# TASK BRIEF:
Look through the data below and, wherever a line carries the word "adapters", please copy that line.

[Stored items]
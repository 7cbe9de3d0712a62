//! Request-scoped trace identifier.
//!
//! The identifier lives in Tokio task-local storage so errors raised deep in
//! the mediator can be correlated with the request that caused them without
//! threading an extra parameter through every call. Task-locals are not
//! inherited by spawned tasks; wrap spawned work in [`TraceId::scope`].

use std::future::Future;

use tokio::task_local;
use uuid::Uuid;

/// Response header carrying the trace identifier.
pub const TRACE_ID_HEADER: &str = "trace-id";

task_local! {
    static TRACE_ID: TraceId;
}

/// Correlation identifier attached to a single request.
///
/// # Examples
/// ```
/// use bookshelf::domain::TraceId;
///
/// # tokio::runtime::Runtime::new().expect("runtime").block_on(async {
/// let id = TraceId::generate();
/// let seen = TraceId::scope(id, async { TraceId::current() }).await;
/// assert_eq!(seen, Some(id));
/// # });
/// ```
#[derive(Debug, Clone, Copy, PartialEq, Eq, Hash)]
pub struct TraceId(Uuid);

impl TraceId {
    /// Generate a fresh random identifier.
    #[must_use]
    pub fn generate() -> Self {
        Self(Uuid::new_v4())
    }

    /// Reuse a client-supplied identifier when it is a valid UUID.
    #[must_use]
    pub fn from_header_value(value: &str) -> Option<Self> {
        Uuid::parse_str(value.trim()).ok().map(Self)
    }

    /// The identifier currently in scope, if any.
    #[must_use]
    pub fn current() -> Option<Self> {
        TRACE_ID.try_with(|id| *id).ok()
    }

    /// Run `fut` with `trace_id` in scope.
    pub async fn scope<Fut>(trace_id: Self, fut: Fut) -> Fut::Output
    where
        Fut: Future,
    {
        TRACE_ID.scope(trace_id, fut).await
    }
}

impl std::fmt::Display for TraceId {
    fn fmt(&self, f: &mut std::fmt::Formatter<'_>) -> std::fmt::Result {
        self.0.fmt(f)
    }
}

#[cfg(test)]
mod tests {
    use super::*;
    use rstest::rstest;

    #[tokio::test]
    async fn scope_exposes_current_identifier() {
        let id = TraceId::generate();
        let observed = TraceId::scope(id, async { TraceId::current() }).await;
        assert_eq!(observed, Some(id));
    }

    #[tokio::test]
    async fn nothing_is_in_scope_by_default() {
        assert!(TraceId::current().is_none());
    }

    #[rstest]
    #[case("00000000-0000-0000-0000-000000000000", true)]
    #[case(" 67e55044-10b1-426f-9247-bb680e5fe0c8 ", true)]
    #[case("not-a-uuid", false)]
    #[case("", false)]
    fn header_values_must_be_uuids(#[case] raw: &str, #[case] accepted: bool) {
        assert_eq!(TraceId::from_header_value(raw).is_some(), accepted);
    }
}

...

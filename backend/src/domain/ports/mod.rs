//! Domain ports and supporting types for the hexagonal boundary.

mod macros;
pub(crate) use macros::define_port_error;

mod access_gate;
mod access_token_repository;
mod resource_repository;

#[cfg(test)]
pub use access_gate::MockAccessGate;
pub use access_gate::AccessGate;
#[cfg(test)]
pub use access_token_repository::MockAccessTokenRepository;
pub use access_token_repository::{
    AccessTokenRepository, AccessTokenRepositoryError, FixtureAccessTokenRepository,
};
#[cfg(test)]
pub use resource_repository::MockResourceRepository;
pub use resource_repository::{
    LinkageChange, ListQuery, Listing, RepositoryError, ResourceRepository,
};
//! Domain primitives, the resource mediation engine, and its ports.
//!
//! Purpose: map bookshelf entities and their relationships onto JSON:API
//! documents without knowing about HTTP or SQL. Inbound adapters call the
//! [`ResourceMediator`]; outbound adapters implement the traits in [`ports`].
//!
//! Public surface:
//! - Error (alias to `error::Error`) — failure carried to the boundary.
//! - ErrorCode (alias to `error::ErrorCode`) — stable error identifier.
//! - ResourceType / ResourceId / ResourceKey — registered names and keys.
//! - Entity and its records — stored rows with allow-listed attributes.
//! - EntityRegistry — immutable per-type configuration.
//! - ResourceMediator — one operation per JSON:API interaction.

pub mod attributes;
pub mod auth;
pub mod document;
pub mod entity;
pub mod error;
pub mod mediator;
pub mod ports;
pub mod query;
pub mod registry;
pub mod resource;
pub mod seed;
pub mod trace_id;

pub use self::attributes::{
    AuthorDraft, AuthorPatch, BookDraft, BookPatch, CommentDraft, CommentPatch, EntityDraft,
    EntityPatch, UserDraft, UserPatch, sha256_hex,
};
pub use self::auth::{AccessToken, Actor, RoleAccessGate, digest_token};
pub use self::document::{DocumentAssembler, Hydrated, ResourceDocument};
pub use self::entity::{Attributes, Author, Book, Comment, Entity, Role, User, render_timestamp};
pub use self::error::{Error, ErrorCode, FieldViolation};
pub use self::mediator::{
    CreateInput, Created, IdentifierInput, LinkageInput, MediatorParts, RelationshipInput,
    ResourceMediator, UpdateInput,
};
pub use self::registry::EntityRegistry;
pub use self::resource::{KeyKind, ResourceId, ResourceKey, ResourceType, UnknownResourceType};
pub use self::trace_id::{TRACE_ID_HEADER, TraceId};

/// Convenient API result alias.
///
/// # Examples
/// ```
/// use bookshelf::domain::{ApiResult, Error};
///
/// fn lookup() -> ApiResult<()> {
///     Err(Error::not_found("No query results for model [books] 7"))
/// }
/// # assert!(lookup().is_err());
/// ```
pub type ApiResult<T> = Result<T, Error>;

# RESULT FOR THIS TASK:
//! documents without knowing about HTTP or SQL. Inbound adapters call the
//! [`ResourceMediator`]; outbound adapters implement the traits in [`ports`].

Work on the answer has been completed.